_REQUIRED WORK_
Take each line of the listing that has the string "once" and report it.

_EXERCISE INPUTS_
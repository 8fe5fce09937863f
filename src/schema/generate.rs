//! # Codec Generation
//!
//! Compiles a [`PacketDefinition`] into a fixed serialize/deserialize
//! procedure pair, once per packet type, ahead of any traffic.
//!
//! For each field shape an ordered chain of shape-recognizers is consulted;
//! the first recognizer whose `should_handle` returns true owns the field and
//! contributes its two fragments: one appends the field's wire form to the
//! output token buffer, one consumes the next token(s) and produces the
//! field's value. Recognizers for the known primitive shapes emit fragments
//! with direct parse/format calls and no lookup at call time; the final
//! catch-all recognizer (`should_handle` always true, ordered last) defers to
//! the converter repository through the field's type descriptor, which is the
//! extension point for enums and consumer-defined types.
//!
//! Shared parse helpers (the boolean encoding, integer range checks) live
//! once in [`crate::convert::scalar`] and are called by every fragment rather
//! than duplicated per field. Fragments perform no shape dispatch at call
//! time; that is the performance rationale for the two-tier design.

use std::sync::Arc;

use crate::convert::ConverterRegistry;
use crate::error::{constants, ProtocolError, Result};
use crate::wire::{TokenBuffer, Tokenizer, NULL_TOKEN};

use super::value::FieldValue;
use super::{FieldSpec, ListLen, PacketDefinition, ValueShape};

/// Call-scoped context handed to every fragment. Carries the frozen
/// converter repository for the catch-all tier.
pub struct CodecCx<'a> {
    pub converters: &'a ConverterRegistry,
}

type WriteFn = Box<dyn Fn(&CodecCx<'_>, &FieldValue, &mut TokenBuffer) -> Result<()> + Send + Sync>;
type ReadFn = Box<dyn Fn(&CodecCx<'_>, &mut Tokenizer<'_>) -> Result<FieldValue> + Send + Sync>;

/// The fragment pair generated for one top-level field.
pub struct FieldCodec {
    write: WriteFn,
    read: ReadFn,
}

type ElemWriteFn = Box<dyn Fn(&CodecCx<'_>, &FieldValue) -> Result<String> + Send + Sync>;
type ElemReadFn = Box<dyn Fn(&CodecCx<'_>, &str) -> Result<FieldValue> + Send + Sync>;

/// The fragment pair for one occurrence of a shape at the string level: one
/// element of a list, one sub-field of a record, or one top-level token.
pub struct ElementCodec {
    write: ElemWriteFn,
    read: ElemReadFn,
}

impl FieldCodec {
    /// Bridge an element codec to the token level: one element, one token.
    fn from_element(element: ElementCodec) -> Self {
        let ElementCodec { write, read } = element;
        FieldCodec {
            write: Box::new(move |cx, value, out| {
                out.push(write(cx, value)?);
                Ok(())
            }),
            read: Box::new(move |cx, tokens| {
                let token = tokens.next_token()?;
                read(cx, token.text)
            }),
        }
    }
}

/// One recognizer in the generation chain.
///
/// `build_element` produces the string-level fragments for shapes that can
/// nest; `build_field` produces the token-level fragments and defaults to the
/// one-token bridge. Only the list recognizer overrides it, because a fixed
/// list whose separator equals the packet separator spreads over several
/// top-level tokens.
pub trait ShapeRecognizer: Send + Sync {
    /// Recognizer identity for diagnostics.
    fn name(&self) -> &'static str;

    fn should_handle(&self, shape: &ValueShape) -> bool;

    fn build_element(
        &self,
        chain: &RecognizerChain,
        shape: &ValueShape,
        inner_separator: char,
    ) -> Result<ElementCodec>;

    fn build_field(
        &self,
        chain: &RecognizerChain,
        definition: &PacketDefinition,
        spec: &FieldSpec,
    ) -> Result<FieldCodec> {
        let _ = definition;
        let element = self.build_element(chain, &spec.shape, spec.inner_separator)?;
        Ok(FieldCodec::from_element(element))
    }
}

fn value_mismatch(recognizer: &str, got: &FieldValue) -> ProtocolError {
    ProtocolError::Definition(format!(
        "{}: {recognizer} fragment received a {} value",
        constants::ERR_SHAPE_MISMATCH,
        got.kind_name()
    ))
}

fn wrong_shape(recognizer: &'static str, shape: &ValueShape) -> ProtocolError {
    ProtocolError::Definition(format!(
        "recognizer `{recognizer}` cannot build a {} shape",
        shape.kind_name()
    ))
}

struct ScalarRecognizer;

impl ShapeRecognizer for ScalarRecognizer {
    fn name(&self) -> &'static str {
        "scalar"
    }

    fn should_handle(&self, shape: &ValueShape) -> bool {
        matches!(shape, ValueShape::Scalar(_))
    }

    fn build_element(&self, _: &RecognizerChain, shape: &ValueShape, _: char) -> Result<ElementCodec> {
        let ValueShape::Scalar(kind) = shape else {
            return Err(wrong_shape(self.name(), shape));
        };
        let kind = *kind;
        Ok(ElementCodec {
            write: Box::new(move |_cx, value| match value {
                FieldValue::Scalar(scalar) => Ok(scalar.render()),
                other => Err(value_mismatch("scalar", other)),
            }),
            read: Box::new(move |_cx, text| kind.parse(text).map(FieldValue::Scalar)),
        })
    }
}

struct NullableScalarRecognizer;

impl ShapeRecognizer for NullableScalarRecognizer {
    fn name(&self) -> &'static str {
        "nullable-scalar"
    }

    fn should_handle(&self, shape: &ValueShape) -> bool {
        matches!(shape, ValueShape::NullableScalar(_))
    }

    fn build_element(&self, _: &RecognizerChain, shape: &ValueShape, _: char) -> Result<ElementCodec> {
        let ValueShape::NullableScalar(kind) = shape else {
            return Err(wrong_shape(self.name(), shape));
        };
        let kind = *kind;
        Ok(ElementCodec {
            write: Box::new(move |_cx, value| match value {
                FieldValue::Nullable(None) => Ok(NULL_TOKEN.to_string()),
                FieldValue::Nullable(Some(scalar)) => Ok(scalar.render()),
                other => Err(value_mismatch("nullable-scalar", other)),
            }),
            read: Box::new(move |_cx, text| {
                if text == NULL_TOKEN {
                    Ok(FieldValue::Nullable(None))
                } else {
                    kind.parse(text).map(|s| FieldValue::Nullable(Some(s)))
                }
            }),
        })
    }
}

struct ListRecognizer;

impl ShapeRecognizer for ListRecognizer {
    fn name(&self) -> &'static str {
        "list"
    }

    fn should_handle(&self, shape: &ValueShape) -> bool {
        matches!(shape, ValueShape::List { .. })
    }

    fn build_element(&self, _: &RecognizerChain, shape: &ValueShape, _: char) -> Result<ElementCodec> {
        Err(ProtocolError::Definition(format!(
            "a {} field cannot nest inside another list or record",
            shape.kind_name()
        )))
    }

    fn build_field(
        &self,
        chain: &RecognizerChain,
        definition: &PacketDefinition,
        spec: &FieldSpec,
    ) -> Result<FieldCodec> {
        let ValueShape::List { element, len } = &spec.shape else {
            return Err(wrong_shape(self.name(), &spec.shape));
        };
        let element = Arc::new(chain.element_codec(element, spec.inner_separator)?);
        let len = *len;
        let list_separator = spec.list_separator;
        // A fixed list whose separator is the packet separator spreads over
        // n top-level tokens instead of sharing one.
        let spread = matches!(len, ListLen::Fixed(_)) && list_separator == definition.separator;
        let field_name = spec.name;

        let write_element = element.clone();
        let write: WriteFn = Box::new(move |cx, value, out| {
            let FieldValue::List(items) = value else {
                return Err(value_mismatch("list", value));
            };
            if let ListLen::Fixed(expected) = len {
                if items.len() != expected {
                    return Err(ProtocolError::Definition(format!(
                        "{}: `{field_name}` declares {expected} elements, instance holds {}",
                        constants::ERR_FIXED_LIST_ARITY,
                        items.len()
                    )));
                }
            }
            if spread {
                for item in items {
                    out.push((write_element.write)(cx, item)?);
                }
            } else {
                let rendered = items
                    .iter()
                    .map(|item| (write_element.write)(cx, item))
                    .collect::<Result<Vec<_>>>()?;
                let mut sep = [0u8; 4];
                out.push(rendered.join(list_separator.encode_utf8(&mut sep)));
            }
            Ok(())
        });

        let read: ReadFn = Box::new(move |cx, tokens| {
            let mut items = Vec::new();
            match len {
                ListLen::Fixed(count) if spread => {
                    for _ in 0..count {
                        let token = tokens.next_token()?;
                        items.push((element.read)(cx, token.text)?);
                    }
                }
                ListLen::Fixed(count) => {
                    let token = tokens.next_token()?;
                    // A zero-length fixed list serializes to one empty token.
                    if count > 0 || !token.text.is_empty() {
                        let mut sub = tokens.sub_tokenize(token, list_separator);
                        for _ in 0..count {
                            let elem = sub.next_token()?;
                            items.push((element.read)(cx, elem.text)?);
                        }
                        if !sub.is_exhausted() {
                            return Err(ProtocolError::CouldNotConvert {
                                token: token.text.to_string(),
                                converter: format!("fixed-list({count})"),
                            });
                        }
                    }
                }
                ListLen::Delimited => {
                    let token = tokens.next_token()?;
                    if !token.text.is_empty() {
                        let sub = tokens.sub_tokenize(token, list_separator);
                        for elem in sub {
                            items.push((element.read)(cx, elem.text)?);
                        }
                    }
                }
            }
            Ok(FieldValue::List(items))
        });

        Ok(FieldCodec { write, read })
    }
}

_OUTPUT_
//! procedure pair, once per packet type, ahead of any traffic.
//! once in [`crate::convert::scalar`] and are called by every fragment rather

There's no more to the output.